WHAT YOU HAVE TO DO: Before you finish, make sure each line of the records has been retyped exactly.

--

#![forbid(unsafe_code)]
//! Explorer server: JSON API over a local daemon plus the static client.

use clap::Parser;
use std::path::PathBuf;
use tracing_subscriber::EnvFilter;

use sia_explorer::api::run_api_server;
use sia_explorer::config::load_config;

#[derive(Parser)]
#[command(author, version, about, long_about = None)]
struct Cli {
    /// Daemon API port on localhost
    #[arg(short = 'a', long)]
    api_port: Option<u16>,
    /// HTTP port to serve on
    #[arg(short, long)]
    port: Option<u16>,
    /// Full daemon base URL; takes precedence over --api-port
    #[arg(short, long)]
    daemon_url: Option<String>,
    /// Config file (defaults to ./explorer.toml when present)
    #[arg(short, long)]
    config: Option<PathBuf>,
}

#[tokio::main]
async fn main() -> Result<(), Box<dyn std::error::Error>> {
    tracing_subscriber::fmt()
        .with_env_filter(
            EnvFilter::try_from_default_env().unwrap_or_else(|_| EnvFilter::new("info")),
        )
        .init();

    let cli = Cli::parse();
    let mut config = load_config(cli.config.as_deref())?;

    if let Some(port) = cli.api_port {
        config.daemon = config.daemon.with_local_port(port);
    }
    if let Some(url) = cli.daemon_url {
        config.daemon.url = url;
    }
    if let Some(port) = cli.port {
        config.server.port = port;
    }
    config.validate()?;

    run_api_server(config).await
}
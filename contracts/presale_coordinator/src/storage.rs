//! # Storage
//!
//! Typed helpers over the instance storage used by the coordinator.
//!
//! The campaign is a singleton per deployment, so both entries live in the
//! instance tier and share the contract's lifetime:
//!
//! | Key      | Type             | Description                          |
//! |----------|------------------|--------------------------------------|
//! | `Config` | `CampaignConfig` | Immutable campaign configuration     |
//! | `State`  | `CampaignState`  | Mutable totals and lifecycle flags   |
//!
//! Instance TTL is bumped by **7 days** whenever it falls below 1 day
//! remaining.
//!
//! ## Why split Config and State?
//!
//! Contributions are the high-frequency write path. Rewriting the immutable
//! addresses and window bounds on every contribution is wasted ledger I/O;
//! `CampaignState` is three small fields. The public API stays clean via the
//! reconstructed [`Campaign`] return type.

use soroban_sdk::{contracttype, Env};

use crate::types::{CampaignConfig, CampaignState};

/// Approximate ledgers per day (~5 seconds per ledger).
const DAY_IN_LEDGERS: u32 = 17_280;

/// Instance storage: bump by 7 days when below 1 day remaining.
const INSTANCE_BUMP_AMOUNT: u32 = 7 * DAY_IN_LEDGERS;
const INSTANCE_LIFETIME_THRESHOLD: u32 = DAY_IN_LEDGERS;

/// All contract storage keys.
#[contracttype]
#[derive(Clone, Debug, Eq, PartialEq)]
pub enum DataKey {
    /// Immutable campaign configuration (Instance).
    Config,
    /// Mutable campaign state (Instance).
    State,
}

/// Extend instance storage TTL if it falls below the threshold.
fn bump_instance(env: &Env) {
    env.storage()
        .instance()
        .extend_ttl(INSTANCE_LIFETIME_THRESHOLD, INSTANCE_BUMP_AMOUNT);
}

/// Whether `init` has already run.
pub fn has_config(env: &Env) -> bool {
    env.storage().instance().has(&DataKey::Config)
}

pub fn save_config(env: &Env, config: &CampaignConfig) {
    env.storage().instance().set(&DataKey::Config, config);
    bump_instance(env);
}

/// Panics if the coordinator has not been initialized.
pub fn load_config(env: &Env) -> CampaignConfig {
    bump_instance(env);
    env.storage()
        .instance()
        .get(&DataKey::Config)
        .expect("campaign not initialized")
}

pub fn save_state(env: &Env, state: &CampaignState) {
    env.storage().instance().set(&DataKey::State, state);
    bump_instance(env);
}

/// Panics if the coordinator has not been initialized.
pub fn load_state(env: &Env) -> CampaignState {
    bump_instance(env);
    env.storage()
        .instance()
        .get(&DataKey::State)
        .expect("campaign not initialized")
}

--

WORKED SOLUTION:
#![forbid(unsafe_code)]
//! Explorer server: JSON API over a local daemon plus the static client.

use clap::Parser;
use std::path::PathBuf;
use tracing_subscriber::EnvFilter;

use sia_explorer::api::run_api_server;
use sia_explorer::config::load_config;

#[derive(Parser)]
#[command(author, version, about, long_about = None)]
struct Cli {
    /// Daemon API port on localhost
    #[arg(short = 'a', long)]
    api_port: Option<u16>,
    /// HTTP port to serve on
    #[arg(short, long)]
    port: Option<u16>,
    /// Full daemon base URL; takes precedence over --api-port
    #[arg(short, long)]
    daemon_url: Option<String>,
    /// Config file (defaults to ./explorer.toml when present)
    #[arg(short, long)]
    config: Option<PathBuf>,
}

#[tokio::main]
async fn main() -> Result<(), Box<dyn std::error::Error>> {
    tracing_subscriber::fmt()
        .with_env_filter(
            EnvFilter::try_from_default_env().unwrap_or_else(|_| EnvFilter::new("info")),
        )
        .init();

    let cli = Cli::parse();
    let mut config = load_config(cli.config.as_deref())?;

    if let Some(port) = cli.api_port {
        config.daemon = config.daemon.with_local_port(port);
    }
    if let Some(url) = cli.daemon_url {
        config.daemon.url = url;
    }
    if let Some(port) = cli.port {
        config.server.port = port;
    }
    config.validate()?;

    run_api_server(config).await
}
filename contracts/presale_coordinator/src/storage.rs
//! # Storage
//!
//! Typed helpers over the instance storage used by the coordinator.
//!
//! The campaign is a singleton per deployment, so both entries live in the
//! instance tier and share the contract's lifetime:
//!
//! | Key      | Type             | Description                          |
//! |----------|------------------|--------------------------------------|
//! | `Config` | `CampaignConfig` | Immutable campaign configuration     |
//! | `State`  | `CampaignState`  | Mutable totals and lifecycle flags   |
//!
//! Instance TTL is bumped by **7 days** whenever it falls below 1 day
//! remaining.
//!
//! ## Why split Config and State?
//!
//! Contributions are the high-frequency write path. Rewriting the immutable
//! addresses and window bounds on every contribution is wasted ledger I/O;
//! `CampaignState` is three small fields. The public API stays clean via the
//! reconstructed [`Campaign`] return type.

use soroban_sdk::{contracttype, Env};

use crate::types::{CampaignConfig, CampaignState};

/// Approximate ledgers per day (~5 seconds per ledger).
const DAY_IN_LEDGERS: u32 = 17_280;

/// Instance storage: bump by 7 days when below 1 day remaining.
const INSTANCE_BUMP_AMOUNT: u32 = 7 * DAY_IN_LEDGERS;
const INSTANCE_LIFETIME_THRESHOLD: u32 = DAY_IN_LEDGERS;

/// All contract storage keys.
#[contracttype]
#[derive(Clone, Debug, Eq, PartialEq)]
pub enum DataKey {
    /// Immutable campaign configuration (Instance).
    Config,
    /// Mutable campaign state (Instance).
    State,
}

/// Extend instance storage TTL if it falls below the threshold.
fn bump_instance(env: &Env) {
    env.storage()
        .instance()
        .extend_ttl(INSTANCE_LIFETIME_THRESHOLD, INSTANCE_BUMP_AMOUNT);
}

/// Whether `init` has already run.
pub fn has_config(env: &Env) -> bool {
    env.storage().instance().has(&DataKey::Config)
}

pub fn save_config(env: &Env, config: &CampaignConfig) {
    env.storage().instance().set(&DataKey::Config, config);
    bump_instance(env);
}

/// Panics if the coordinator has not been initialized.
pub fn load_config(env: &Env) -> CampaignConfig {
    bump_instance(env);
    env.storage()
        .instance()
        .get(&DataKey::Config)
        .expect("campaign not initialized")
}

pub fn save_state(env: &Env, state: &CampaignState) {
    env.storage().instance().set(&DataKey::State, state);
    bump_instance(env);
}

/// Panics if the coordinator has not been initialized.
pub fn load_state(env: &Env) -> CampaignState {
    bump_instance(env);
    env.storage()
        .instance()
        .get(&DataKey::State)
        .expect("campaign not initialized")
}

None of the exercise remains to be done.